Construct2 has 'container' feature, but it works different from container of phaser3 (or other framework) totally, it does not keep the related position and angle between parent and child object.
In the other hand, construct2 has an official behavior plugin named 'pin' which dose the container job -- keep the related position and angle between parent and child object, but it lacks of responding to scale of parent object.
I don't know the state of 'container' feature in Construct3.
I’m curious but if it didn’t keep the transform related to the container, what did it actually do? 🙂 I suspect you can’t pin a pin onto another pin either?
Official pin behavior plugin of construct2 is added to child object. Every tick it will
It does not use transform matrix like phaser3 does.
Since the executing order of behaviors is the same as the order of objects creating, nested pining might be worked only if child was created later than parent.
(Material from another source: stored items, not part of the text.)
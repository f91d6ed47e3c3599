//! Shared fit diagnostics: ordinary least squares, RMSE, the drawdown
//! derivative used for flow-regime diagnosis, and the recovery-curve fit.

use tracing::info;

use super::fitter::{NonlinearFitter, Parameter};
use crate::config::defaults::MIN_VARIANCE_FLOOR;
use crate::error::{require_points, InversionError, Result};
use crate::types::RecoveryFit;

/// Ordinary least-squares line y = slope·x + intercept.
#[derive(Debug, Clone, Copy, PartialEq)]
pub struct LinearRegression {
    pub slope: f64,
    pub intercept: f64,
    pub r_squared: f64,
    /// Standard error of the slope (0 with fewer than 3 points)
    pub slope_std_error: f64,
    pub n: usize,
}

impl LinearRegression {
    pub fn predict(&self, x: f64) -> f64 {
        self.slope * x + self.intercept
    }
}

/// Fit y = a·x + b by ordinary least squares.
///
/// Fails when fewer than 2 points are given or x has no spread.
pub fn linear_regression(x: &[f64], y: &[f64]) -> Result<LinearRegression> {
    if x.len() != y.len() {
        return Err(InversionError::parameter(
            "y",
            format!("length {} does not match {} abscissae", y.len(), x.len()),
        ));
    }
    require_points("linear regression", x.len(), 2)?;

    let n = x.len() as f64;
    let x_mean = x.iter().sum::<f64>() / n;
    let y_mean = y.iter().sum::<f64>() / n;

    let mut sxx = 0.0;
    let mut sxy = 0.0;
    let mut syy = 0.0;
    for (&xi, &yi) in x.iter().zip(y) {
        let dx = xi - x_mean;
        let dy = yi - y_mean;
        sxx += dx * dx;
        sxy += dx * dy;
        syy += dy * dy;
    }

    if sxx < MIN_VARIANCE_FLOOR * MIN_VARIANCE_FLOOR {
        return Err(InversionError::parameter(
            "x",
            "abscissae have no spread (all values identical)",
        ));
    }

    let slope = sxy / sxx;
    let intercept = y_mean - slope * x_mean;
    let sse: f64 = x
        .iter()
        .zip(y)
        .map(|(&xi, &yi)| (yi - (slope * xi + intercept)).powi(2))
        .sum();

    // A constant y is perfectly explained by a flat line
    let r_squared = if syy > 0.0 { (1.0 - sse / syy).clamp(0.0, 1.0) } else { 1.0 };
    let slope_std_error = if x.len() > 2 {
        (sse / (n - 2.0) / sxx).sqrt()
    } else {
        0.0
    };

    Ok(LinearRegression {
        slope,
        intercept,
        r_squared,
        slope_std_error,
        n: x.len(),
    })
}

/// Root-mean-square of observed − predicted.
pub fn rmse(observed: &[f64], predicted: &[f64]) -> f64 {
    let n = observed.len().min(predicted.len());
    if n == 0 {
        return 0.0;
    }
    let sse: f64 = observed
        .iter()
        .zip(predicted)
        .map(|(o, p)| (o - p).powi(2))
        .sum();
    (sse / n as f64).sqrt()
}

/// Drawdown derivative ds/d(log10 t) at every observation.
///
/// Second-order central differences on the (possibly uneven) log10 t grid,
/// first-order one-sided differences at both ends. A plateau marks radial
/// flow; a rising or falling derivative points at boundaries or leakage.
pub fn drawdown_derivative(times: &[f64], drawdown: &[f64]) -> Result<Vec<f64>> {
    if times.len() != drawdown.len() {
        return Err(InversionError::parameter(
            "drawdown",
            format!("length {} does not match {} times", drawdown.len(), times.len()),
        ));
    }
    require_points("drawdown derivative", times.len(), 2)?;
    if let Some((i, t)) = times.iter().enumerate().find(|(_, t)| **t <= 0.0) {
        return Err(InversionError::domain(
            "drawdown_derivative",
            format!("time[{i}] = {t} must be > 0"),
        ));
    }

    let x: Vec<f64> = times.iter().map(|t| t.log10()).collect();
    let n = x.len();
    if x.windows(2).any(|w| w[1] == w[0]) {
        return Err(InversionError::parameter("times", "duplicate time stamps"));
    }

    let mut derivative = Vec::with_capacity(n);
    derivative.push((drawdown[1] - drawdown[0]) / (x[1] - x[0]));
    for i in 1..n - 1 {
        let h_prev = x[i] - x[i - 1];
        let h_next = x[i + 1] - x[i];
        let value = (h_prev * h_prev * drawdown[i + 1] - h_next * h_next * drawdown[i - 1]
            + (h_next * h_next - h_prev * h_prev) * drawdown[i])
            / (h_prev * h_next * (h_prev + h_next));
        derivative.push(value);
    }
    if n > 2 {
        derivative.push((drawdown[n - 1] - drawdown[n - 2]) / (x[n - 1] - x[n - 2]));
    } else {
        derivative.push(derivative[0]);
    }
    Ok(derivative)
}

/// Fit a recovery curve h(t) = h_final·(1 − e^{−αt}) after pumping stops.
///
/// Starts from h_final = last observed value and α = 0.1 s⁻¹.
pub fn fit_recovery(
    fitter: &NonlinearFitter,
    times: &[f64],
    heads: &[f64],
) -> Result<RecoveryFit> {
    if times.len() != heads.len() {
        return Err(InversionError::parameter(
            "heads",
            format!("length {} does not match {} times", heads.len(), times.len()),
        ));
    }
    require_points("recovery", times.len(), 2)?;
    let last = heads[heads.len() - 1];

    let params = [
        Parameter::free("h_final", last),
        Parameter::positive("alpha", 0.1, 0.0, f64::INFINITY),
    ];
    let model = |p: &[f64], t: f64| p[0] * (1.0 - (-p[1] * t).exp());
    let fit = fitter
        .least_squares(model, &params, times, heads)?
        .ensure_converged("recovery")?;

    let (h_final, alpha) = (fit.parameters[0], fit.parameters[1]);
    info!(h_final, alpha, rmse = fit.rmse, "Recovery fit complete");

    Ok(RecoveryFit {
        h_final,
        alpha,
        tau_recovery: 1.0 / alpha,
        rmse: fit.rmse,
    })
}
In this condition, objects will calculate their position from root to leaf. Otherwise, the nested pining will not work well as you said.
Bad news for me... I was using Phaser.Group (Phaser 2) and Phaser.Containers a lot. In fact, currently I do not know how to code without it :-(
What is possible replacement of parent-child transform approach? If you need some child object move together with its parent, you again have to calculate its position (rotation, scale, ...)?
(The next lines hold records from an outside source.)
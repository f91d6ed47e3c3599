//! Config validation: unknown-key detection with Levenshtein suggestions
//! and physical range checks.
//!
//! Two-pass parse approach: first deserialize raw TOML into `toml::Value`,
//! walk the key tree, compare against known field names, and emit warnings
//! with "did you mean?" suggestions. Then proceed with normal serde
//! deserialization. Warnings never break existing configs.

use std::collections::HashSet;

/// A non-fatal config warning (typo, suspicious value).
#[derive(Debug, Clone)]
pub struct ValidationWarning {
    pub field: String,
    pub message: String,
    pub suggestion: Option<String>,
}

impl std::fmt::Display for ValidationWarning {
    fn fmt(&self, f: &mut std::fmt::Formatter<'_>) -> std::fmt::Result {
        write!(f, "{}", self.message)?;
        if let Some(ref s) = self.suggestion {
            write!(f, " (did you mean '{s}'?)")?;
        }
        Ok(())
    }
}

// ============================================================================
// Known Config Keys
// ============================================================================

/// Returns the complete set of valid dotted key paths for AnalysisConfig.
///
/// Maintained by hand to match the struct hierarchy in analysis_config.rs.
/// Any new field added there must be added here too.
pub fn known_config_keys() -> HashSet<&'static str> {
    let keys: &[&str] = &[
        // [fitting]
        "fitting",
        "fitting.max_iterations",
        "fitting.x_tolerance",
        "fitting.f_tolerance",
        "fitting.penalty",
        "fitting.multi_start",
        "fitting.multi_start_scales",
        // [theis]
        "theis",
        "theis.initial_transmissivity",
        "theis.initial_storativity",
        "theis.fixed_s_t_min",
        "theis.fixed_s_t_max",
        "theis.t_min",
        "theis.t_max",
        "theis.s_min",
        "theis.s_max",
        "theis.success_rmse_ratio",
        "theis.min_points",
        // [cooper_jacob]
        "cooper_jacob",
        "cooper_jacob.u_limit",
        "cooper_jacob.min_validity_percent",
        "cooper_jacob.min_points",
        // [lefranc]
        "lefranc",
        "lefranc.default_radius_m",
        "lefranc.default_cylinder_length_m",
        "lefranc.default_packer_length_m",
        "lefranc.initial_tau_fraction",
        "lefranc.min_points",
        // [porchet]
        "porchet",
        "porchet.initial_k",
        "porchet.k_min",
        "porchet.k_max",
        "porchet.min_points",
        // [lugeon]
        "lugeon",
        "lugeon.reference_pressure_bar",
        "lugeon.pressure_tolerance_bar",
        "lugeon.cv_excellent",
        "lugeon.cv_good",
        "lugeon.cv_fair",
        // [piezometry]
        "piezometry",
        "piezometry.stable_slope_m_per_year",
        "piezometry.amplitude_high_m",
        "piezometry.amplitude_moderate_m",
        "piezometry.reactivity_high",
        "piezometry.reactivity_moderate",
        "piezometry.days_per_year",
        "piezometry.min_points",
        // [anomaly]
        "anomaly",
        "anomaly.zscore_threshold",
        "anomaly.comprehensive_zscore_threshold",
        "anomaly.iqr_multiplier",
        "anomaly.spatial_neighbors",
        "anomaly.spatial_sigma",
        "anomaly.status_excellent_rate",
        "anomaly.status_good_rate",
        "anomaly.status_attention_rate",
        "anomaly.confidence_excellent",
        "anomaly.confidence_good",
        "anomaly.confidence_attention",
        "anomaly.confidence_review",
        // [validation]
        "validation",
        "validation.t_high",
        "validation.s_low",
        "validation.u_low",
        "validation.u_high",
        "validation.k_max",
        "validation.captive_ratio",
        "validation.free_ratio",
        "validation.issue_penalty",
        "validation.warning_penalty",
    ];
    keys.iter().copied().collect()
}

// ============================================================================
// TOML Key Walking
// ============================================================================

/// Recursively walks a `toml::Value` tree and collects all dotted key paths.
///
/// For example, a table `{ a = { b = 1, c = 2 } }` yields:
/// `["a", "a.b", "a.c"]`
pub fn walk_toml_keys(value: &toml::Value, prefix: &str) -> Vec<String> {
    let mut keys = Vec::new();
    if let Some(table) = value.as_table() {
        for (k, v) in table {
            let path = if prefix.is_empty() {
                k.clone()
            } else {
                format!("{prefix}.{k}")
            };
            keys.push(path.clone());
            if v.is_table() {
                keys.extend(walk_toml_keys(v, &path));
            }
        }
    }
    keys
}

// ============================================================================
// Levenshtein Distance
// ============================================================================

/// Compute the Levenshtein edit distance between two strings.
fn levenshtein(a: &str, b: &str) -> usize {
    let b_chars: Vec<char> = b.chars().collect();
    if a.is_empty() {
        return b_chars.len();
    }
    if b_chars.is_empty() {
        return a.chars().count();
    }

    let mut prev: Vec<usize> = (0..=b_chars.len()).collect();
    let mut curr = vec![0; b_chars.len() + 1];

    for (i, ca) in a.chars().enumerate() {
        curr[0] = i + 1;
        for (j, cb) in b_chars.iter().enumerate() {
            let cost = usize::from(ca != *cb);
            curr[j + 1] = (prev[j + 1] + 1).min(curr[j] + 1).min(prev[j] + cost);
        }
        std::mem::swap(&mut prev, &mut curr);
    }

    prev[b_chars.len()]
}

/// Suggest the closest known key for an unknown key, if within edit distance 3.
///
/// Ties resolve to the lexicographically smallest key so the suggestion does
/// not depend on `HashSet` iteration order.
pub fn suggest_correction(unknown: &str, known: &HashSet<&str>) -> Option<String> {
    known
        .iter()
        .map(|k| (levenshtein(unknown, k), *k))
        .filter(|(dist, _)| *dist <= 3)
        .min()
        .map(|(_, k)| k.to_string())
}

// ============================================================================
// Unknown Key Validation (entry point)
// ============================================================================

/// Parse a raw TOML string and return warnings for any unknown config keys.
///
/// This does NOT fail on unknown keys, it only warns.
pub fn validate_unknown_keys(raw_toml: &str) -> Vec<ValidationWarning> {
    let value: toml::Value = match raw_toml.parse() {
        Ok(v) => v,
        Err(_) => return Vec::new(), // parse errors are reported by serde later
    };

    let known = known_config_keys();
    walk_toml_keys(&value, "")
        .into_iter()
        .filter(|key| !known.contains(key.as_str()))
        .map(|key| ValidationWarning {
            suggestion: suggest_correction(&key, &known),
            message: format!("Unknown config key '{key}'"),
            field: key,
        })
        .collect()
}

// ============================================================================
// Physical Range Validation
// ============================================================================

fn range_warning(field: &str, message: String) -> ValidationWarning {
    ValidationWarning {
        field: field.to_string(),
        message,
        suggestion: None,
    }
}

/// Validate physical ranges on a parsed AnalysisConfig.
///
/// Returns (errors, warnings): errors are impossible values that must reject
/// the config; warnings are suspicious but usable.
pub fn validate_physical_ranges(
    config: &super::AnalysisConfig,
) -> (Vec<String>, Vec<ValidationWarning>) {
    let mut errors = Vec::new();
    let mut warnings = Vec::new();

    // Storativity is a fraction: S >= 1 is not a storage coefficient
    let th = &config.theis;
    if th.s_max >= 1.0 {
        errors.push(format!(
            "theis.s_max = {} must be < 1 (storativity is a fraction)",
            th.s_max
        ));
    }
    if th.initial_storativity <= 0.0 || th.initial_storativity >= 1.0 {
        errors.push(format!(
            "theis.initial_storativity = {:e} is outside (0, 1)",
            th.initial_storativity
        ));
    }
    if th.initial_transmissivity <= 0.0 {
        errors.push(format!(
            "theis.initial_transmissivity = {:e} must be > 0",
            th.initial_transmissivity
        ));
    }

    // u limit: the semi-log approximation is only defined for small u
    let u = config.cooper_jacob.u_limit;
    if u <= 0.0 || u >= 1.0 {
        errors.push(format!("cooper_jacob.u_limit = {u} is outside (0, 1)"));
    } else if u > 0.1 {
        warnings.push(range_warning(
            "cooper_jacob.u_limit",
            format!("cooper_jacob.u_limit = {u} is above 0.1, the straight-line approximation degrades"),
        ));
    }

    // Geometry defaults divide K formulas
    let lf = &config.lefranc;
    for (name, value) in [
        ("lefranc.default_radius_m", lf.default_radius_m),
        ("lefranc.default_cylinder_length_m", lf.default_cylinder_length_m),
        ("lefranc.default_packer_length_m", lf.default_packer_length_m),
    ] {
        if value <= 0.0 {
            errors.push(format!("{name} = {value} must be > 0 (used as divisor)"));
        }
    }
    if lf.default_radius_m > 1.0 {
        warnings.push(range_warning(
            "lefranc.default_radius_m",
            format!(
                "lefranc.default_radius_m = {} m is unusually large for a borehole",
                lf.default_radius_m
            ),
        ));
    }

    let pc = &config.porchet;
    if pc.initial_k < pc.k_min || pc.initial_k > pc.k_max {
        errors.push(format!(
            "porchet.initial_k = {:e} lies outside [k_min, k_max] = [{:e}, {:e}]",
            pc.initial_k, pc.k_min, pc.k_max
        ));
    }
    if pc.k_max > 1.0 {
        warnings.push(range_warning(
            "porchet.k_max",
            format!("porchet.k_max = {:e} m/s exceeds any natural formation", pc.k_max),
        ));
    }

    if config.lugeon.reference_pressure_bar <= 0.0 {
        errors.push(format!(
            "lugeon.reference_pressure_bar = {} must be > 0",
            config.lugeon.reference_pressure_bar
        ));
    }

    if config.validation.k_max <= 0.0 {
        errors.push(format!(
            "validation.k_max = {} must be > 0",
            config.validation.k_max
        ));
    }

    let an = &config.anomaly;
    if an.zscore_threshold < 2.0 {
        warnings.push(range_warning(
            "anomaly.zscore_threshold",
            format!(
                "anomaly.zscore_threshold = {} will flag ordinary scatter as outliers",
                an.zscore_threshold
            ),
        ));
    }
    if an.spatial_neighbors < 3 {
        warnings.push(range_warning(
            "anomaly.spatial_neighbors",
            format!(
                "anomaly.spatial_neighbors = {} gives an unstable neighbor spread",
                an.spatial_neighbors
            ),
        ));
    }
    for (name, value) in [
        ("anomaly.confidence_excellent", an.confidence_excellent),
        ("anomaly.confidence_good", an.confidence_good),
        ("anomaly.confidence_attention", an.confidence_attention),
        ("anomaly.confidence_review", an.confidence_review),
    ] {
        if !(0.0..=100.0).contains(&value) {
            errors.push(format!("{name} = {value} is outside [0, 100]"));
        }
    }

    (errors, warnings)
}

// ============================================================================
// Tests
// ============================================================================

#[cfg(test)]
mod tests {
    use super::*;
    use crate::config::AnalysisConfig;

    #[test]
    fn test_levenshtein_identical() {
        assert_eq!(levenshtein("theis", "theis"), 0);
    }

    #[test]
    fn test_levenshtein_one_edit() {
        assert_eq!(levenshtein("storativty", "storativity"), 1);
    }

    #[test]
    fn test_levenshtein_empty() {
        assert_eq!(levenshtein("", "abc"), 3);
        assert_eq!(levenshtein("abc", ""), 3);
    }

    #[test]
    fn test_walk_toml_keys_nested() {
        let toml: toml::Value = r#"
            [lugeon]
            cv_good = 0.3
        "#
        .parse()
        .unwrap();
        let keys = walk_toml_keys(&toml, "");
        assert!(keys.contains(&"lugeon".to_string()));
        assert!(keys.contains(&"lugeon.cv_good".to_string()));
    }

    #[test]
    fn test_typo_key_produces_warning_with_suggestion() {
        let toml_str = r#"
[theis]
initial_storativty = 1e-4
"#;
        let warnings = validate_unknown_keys(toml_str);
        assert_eq!(warnings.len(), 1);
        assert!(warnings[0].field.contains("initial_storativty"));
        assert_eq!(
            warnings[0].suggestion.as_deref(),
            Some("theis.initial_storativity")
        );
    }

    #[test]
    fn test_all_valid_keys_produce_zero_warnings() {
        let toml_str = r#"
[fitting]
multi_start = true

[anomaly]
zscore_threshold = 3.5

[validation]
issue_penalty = 25.0
"#;
        let warnings = validate_unknown_keys(toml_str);
        assert!(warnings.is_empty(), "Expected 0 warnings, got: {:?}", warnings);
    }

    #[test]
    fn test_unknown_section_produces_warning() {
        let warnings = validate_unknown_keys("[kriging]\nrange = 42\n");
        assert!(warnings.iter().any(|w| w.field == "kriging"));
    }

    #[test]
    fn test_suggest_correction_no_match_for_garbage() {
        let known = known_config_keys();
        assert!(suggest_correction("completely_unrelated_garbage_key_xyz", &known).is_none());
    }

    #[test]
    fn test_defaults_serialize_to_known_keys_only() {
        let text = AnalysisConfig::default().to_toml().unwrap();
        let warnings = validate_unknown_keys(&text);
        assert!(warnings.is_empty(), "known_config_keys is stale: {:?}", warnings);
    }

    #[test]
    fn test_physical_range_defaults_clean() {
        let (errors, warnings) = validate_physical_ranges(&AnalysisConfig::default());
        assert!(errors.is_empty(), "Defaults should produce no errors: {:?}", errors);
        assert!(warnings.is_empty(), "Defaults should produce no warnings: {:?}", warnings);
    }

    #[test]
    fn test_physical_range_storativity_fraction() {
        let mut config = AnalysisConfig::default();
        config.theis.s_max = 1.5;
        let (errors, _) = validate_physical_ranges(&config);
        assert!(errors.iter().any(|e| e.contains("theis.s_max")));
    }

    #[test]
    fn test_physical_range_u_limit_suspicious() {
        let mut config = AnalysisConfig::default();
        config.cooper_jacob.u_limit = 0.2;
        let (errors, warnings) = validate_physical_ranges(&config);
        assert!(errors.is_empty());
        assert!(warnings.iter().any(|w| w.field == "cooper_jacob.u_limit"));
    }

    #[test]
    fn test_physical_range_zero_radius() {
        let mut config = AnalysisConfig::default();
        config.lefranc.default_radius_m = 0.0;
        let (errors, _) = validate_physical_ranges(&config);
        assert!(errors.iter().any(|e| e.contains("default_radius_m")));
    }
}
It was always great, that Phaser supported for example alpha in hierarchy, but even Unity does not have this. In Unity, if using Sprites and 2D features you can build hierarchies of sprites, but only position, rotation and scale (Transform) are propagated down to children. If you set alpha on parent, it does not affect alpha on child.
More, Phaser container are maintaining their lists of children and rendering all of them recursively, if containers are nested. Nice, but it breaks single flat display list, right? Unity 2D has two parameters for sprite: Sorting Layer and Order in Layer. Combination of these determines order of rendering regardless of sprites hierarchy. I do not know internal implementation, but for this you can maintain only single flat list - combination of Sorting Layer and Order in Layer is more or less setDepth in Phaser. Of course, in Unity, you can also use Z coordinate even with 2D sprites, but if using Sorting Layer and Order in Layer, then it has only 3rd level importance (1. Sorting Layer, 2. Order in Layer, 3. Z coordinate)
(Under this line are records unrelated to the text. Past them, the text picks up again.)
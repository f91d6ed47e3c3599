//! Theis well function W(u) = E1(u)
//!
//! Power series below u = 1, modified Lentz continued fraction above. Both
//! expansions run to relative precision ~1e-15 across 1e-8 ≤ u ≤ 50 and stay
//! finite far beyond that range (E1 underflows to 0 for u ≳ 700).

use crate::config::defaults::{
    WELL_FUNCTION_MAX_TERMS, WELL_FUNCTION_SERIES_LIMIT, WELL_FUNCTION_TOLERANCE,
};
use crate::error::{InversionError, Result};

/// Euler-Mascheroni constant γ.
const EULER_GAMMA: f64 = 0.577_215_664_901_532_9;

/// Evaluate the well function W(u).
///
/// `u` must be finite and strictly positive: W diverges at u = 0, where the
/// Theis drawdown is undefined.
pub fn well_function(u: f64) -> Result<f64> {
    if !u.is_finite() || u <= 0.0 {
        return Err(InversionError::domain(
            "well_function",
            format!("u = {u} (W(u) requires 0 < u < ∞)"),
        ));
    }
    if u < WELL_FUNCTION_SERIES_LIMIT {
        Ok(e1_series(u))
    } else {
        Ok(e1_continued_fraction(u))
    }
}

/// Evaluate W(u) element-wise. Fails on the first out-of-domain argument.
pub fn well_function_many(u: &[f64]) -> Result<Vec<f64>> {
    u.iter().map(|&x| well_function(x)).collect()
}

/// E1(u) = −γ − ln u − Σ_{k≥1} (−u)^k / (k·k!)
fn e1_series(u: f64) -> f64 {
    let mut sum = 0.0;
    let mut term = 1.0;
    for k in 1..=WELL_FUNCTION_MAX_TERMS {
        let kf = k as f64;
        term *= -u / kf;
        let contribution = term / kf;
        sum += contribution;
        if contribution.abs() < WELL_FUNCTION_TOLERANCE * sum.abs() {
            break;
        }
    }
    -EULER_GAMMA - u.ln() - sum
}

/// E1(u) = e^{−u} / (u + 1 − 1²/(u + 3 − 2²/(u + 5 − …)))
fn e1_continued_fraction(u: f64) -> f64 {
    const TINY: f64 = 1e-300;
    let mut b = u + 1.0;
    let mut c = 1.0 / TINY;
    let mut d = 1.0 / b;
    let mut h = d;
    for i in 1..=WELL_FUNCTION_MAX_TERMS {
        let an = -((i * i) as f64);
        b += 2.0;
        d = 1.0 / (an * d + b);
        c = b + an / c;
        let delta = c * d;
        h *= delta;
        if (delta - 1.0).abs() < WELL_FUNCTION_TOLERANCE {
            break;
        }
    }
    h * (-u).exp()
}

#[cfg(test)]
mod tests {
    use super::*;

    fn assert_rel(actual: f64, expected: f64, tol: f64) {
        let rel = ((actual - expected) / expected).abs();
        assert!(rel < tol, "W = {actual}, expected {expected} (rel err {rel:e})");
    }

    #[test]
    fn test_reference_values() {
        assert_rel(well_function(0.01).unwrap(), 4.037_929_576_5, 1e-9);
        assert_rel(well_function(0.1).unwrap(), 1.822_923_958_4, 1e-9);
        assert_rel(well_function(1.0).unwrap(), 0.219_383_934_4, 1e-9);
        assert_rel(well_function(5.0).unwrap(), 1.148_295_591_2e-3, 1e-9);
        assert_rel(well_function(10.0).unwrap(), 4.156_968_929_7e-6, 1e-9);
    }

    #[test]
    fn test_small_u_asymptote() {
        // W(u) ≈ −γ − ln u for u → 0
        let u = 1e-8;
        assert_rel(well_function(u).unwrap(), -EULER_GAMMA - u.ln(), 1e-7);
    }

    #[test]
    fn test_continuity_at_switch() {
        let below = well_function(1.0 - 1e-12).unwrap();
        let above = well_function(1.0).unwrap();
        assert!((below - above).abs() < 1e-10);
    }

    #[test]
    fn test_monotonically_decreasing() {
        let us = [1e-6, 1e-4, 1e-2, 0.5, 1.0, 2.0, 10.0, 50.0];
        let w = well_function_many(&us).unwrap();
        assert!(w.windows(2).all(|p| p[0] > p[1]));
        assert!(w.iter().all(|v| v.is_finite() && *v > 0.0));
    }

    #[test]
    fn test_huge_u_is_zero_not_nan() {
        assert_eq!(well_function(1e4).unwrap(), 0.0);
    }

    #[test]
    fn test_invalid_domain() {
        for u in [0.0, -1.0, f64::NAN, f64::INFINITY] {
            assert!(matches!(
                well_function(u),
                Err(InversionError::InvalidDomain { function: "well_function", .. })
            ));
        }
        assert!(well_function_many(&[0.1, 0.0]).is_err());
    }
}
Let's look on this initial Unity setup:

Here are two hierarchies (like 2 containers) - first one with pillar and stone - both are on the same sorting layer (default) with the same sorting order (0), so stone is rendered over pillar. Second one is pumpkins with default sorting layer, but parent pumpkin has order in layer -5 and child has order in layer 5. If I move pumpkins over first group I get this:

Parent pumpkin is rendered below pillar and pumpkin child is rendered over pillar - single flat display list would handle this. Of course setting depth as combination of Sorting Layer and Order in Layer is very convenient - you can have for example UI layer and you always know its depth is over for example GameBoard layer.
Here is how changing alpha on pillar does not affect child stone:

There are no issues with different blend mode...
So, hierarchy changes in position/rotation/scale are separated from rendering, for which single flat list can be maintained.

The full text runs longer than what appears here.